> Task to carry out
Lines that include "queued" make up the answer; copy all of them from the data below.

> Records to use
--

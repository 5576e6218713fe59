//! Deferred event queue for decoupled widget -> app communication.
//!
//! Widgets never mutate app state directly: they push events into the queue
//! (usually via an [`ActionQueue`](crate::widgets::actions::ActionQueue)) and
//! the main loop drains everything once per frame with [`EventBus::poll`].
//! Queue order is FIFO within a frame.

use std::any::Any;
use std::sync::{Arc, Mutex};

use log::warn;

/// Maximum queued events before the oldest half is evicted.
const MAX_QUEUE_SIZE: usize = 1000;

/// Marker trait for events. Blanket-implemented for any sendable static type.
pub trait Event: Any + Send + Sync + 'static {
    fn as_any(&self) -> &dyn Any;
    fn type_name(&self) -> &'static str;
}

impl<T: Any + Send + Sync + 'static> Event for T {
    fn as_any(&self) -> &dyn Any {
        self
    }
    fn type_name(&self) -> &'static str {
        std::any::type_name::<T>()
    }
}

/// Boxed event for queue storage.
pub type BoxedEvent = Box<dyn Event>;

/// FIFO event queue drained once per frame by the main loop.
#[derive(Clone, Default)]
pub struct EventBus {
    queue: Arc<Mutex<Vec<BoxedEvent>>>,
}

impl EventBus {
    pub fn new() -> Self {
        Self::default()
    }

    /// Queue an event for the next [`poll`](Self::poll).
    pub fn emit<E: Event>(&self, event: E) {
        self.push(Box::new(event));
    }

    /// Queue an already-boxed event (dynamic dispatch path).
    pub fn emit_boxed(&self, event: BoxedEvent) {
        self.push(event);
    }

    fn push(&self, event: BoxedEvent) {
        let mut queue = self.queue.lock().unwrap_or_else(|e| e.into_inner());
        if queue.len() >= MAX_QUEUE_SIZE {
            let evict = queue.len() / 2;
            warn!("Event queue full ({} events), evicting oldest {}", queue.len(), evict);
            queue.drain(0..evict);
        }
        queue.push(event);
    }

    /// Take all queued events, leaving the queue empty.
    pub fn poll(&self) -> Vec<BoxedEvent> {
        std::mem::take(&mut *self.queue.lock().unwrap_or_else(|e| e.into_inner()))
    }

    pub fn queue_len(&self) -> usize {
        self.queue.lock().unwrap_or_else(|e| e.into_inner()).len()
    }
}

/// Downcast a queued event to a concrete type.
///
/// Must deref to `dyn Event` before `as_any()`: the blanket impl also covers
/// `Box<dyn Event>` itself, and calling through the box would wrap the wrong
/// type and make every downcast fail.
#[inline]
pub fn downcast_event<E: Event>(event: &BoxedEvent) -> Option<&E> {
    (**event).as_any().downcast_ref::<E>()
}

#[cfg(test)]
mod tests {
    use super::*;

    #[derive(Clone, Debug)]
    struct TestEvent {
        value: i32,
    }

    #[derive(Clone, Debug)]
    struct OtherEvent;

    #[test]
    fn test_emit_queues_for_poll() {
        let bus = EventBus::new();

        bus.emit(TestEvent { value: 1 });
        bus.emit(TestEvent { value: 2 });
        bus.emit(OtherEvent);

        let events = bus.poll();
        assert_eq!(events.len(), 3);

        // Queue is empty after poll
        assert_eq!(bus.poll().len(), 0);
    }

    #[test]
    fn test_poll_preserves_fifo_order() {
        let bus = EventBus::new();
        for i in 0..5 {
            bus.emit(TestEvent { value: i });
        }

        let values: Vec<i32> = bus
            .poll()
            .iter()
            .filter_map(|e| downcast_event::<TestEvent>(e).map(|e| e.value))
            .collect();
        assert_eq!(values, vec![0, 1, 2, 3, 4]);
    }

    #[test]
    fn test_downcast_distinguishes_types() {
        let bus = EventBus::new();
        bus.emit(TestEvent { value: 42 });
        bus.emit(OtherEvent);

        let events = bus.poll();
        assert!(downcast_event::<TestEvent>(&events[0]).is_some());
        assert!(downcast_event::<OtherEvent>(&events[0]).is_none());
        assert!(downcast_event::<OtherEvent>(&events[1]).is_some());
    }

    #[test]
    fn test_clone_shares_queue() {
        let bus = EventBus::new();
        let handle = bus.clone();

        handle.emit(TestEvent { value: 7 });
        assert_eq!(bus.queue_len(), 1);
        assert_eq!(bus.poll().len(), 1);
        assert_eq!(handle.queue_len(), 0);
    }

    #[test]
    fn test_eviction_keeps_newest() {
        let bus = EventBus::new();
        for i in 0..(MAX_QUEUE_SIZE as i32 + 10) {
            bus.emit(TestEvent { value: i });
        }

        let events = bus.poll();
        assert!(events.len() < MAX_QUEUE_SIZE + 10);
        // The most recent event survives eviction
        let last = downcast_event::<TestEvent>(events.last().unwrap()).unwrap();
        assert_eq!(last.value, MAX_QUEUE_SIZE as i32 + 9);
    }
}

--

> Task result
/// Maximum queued events before the oldest half is evicted.
    /// Take all queued events, leaving the queue empty.
/// Downcast a queued event to a concrete type.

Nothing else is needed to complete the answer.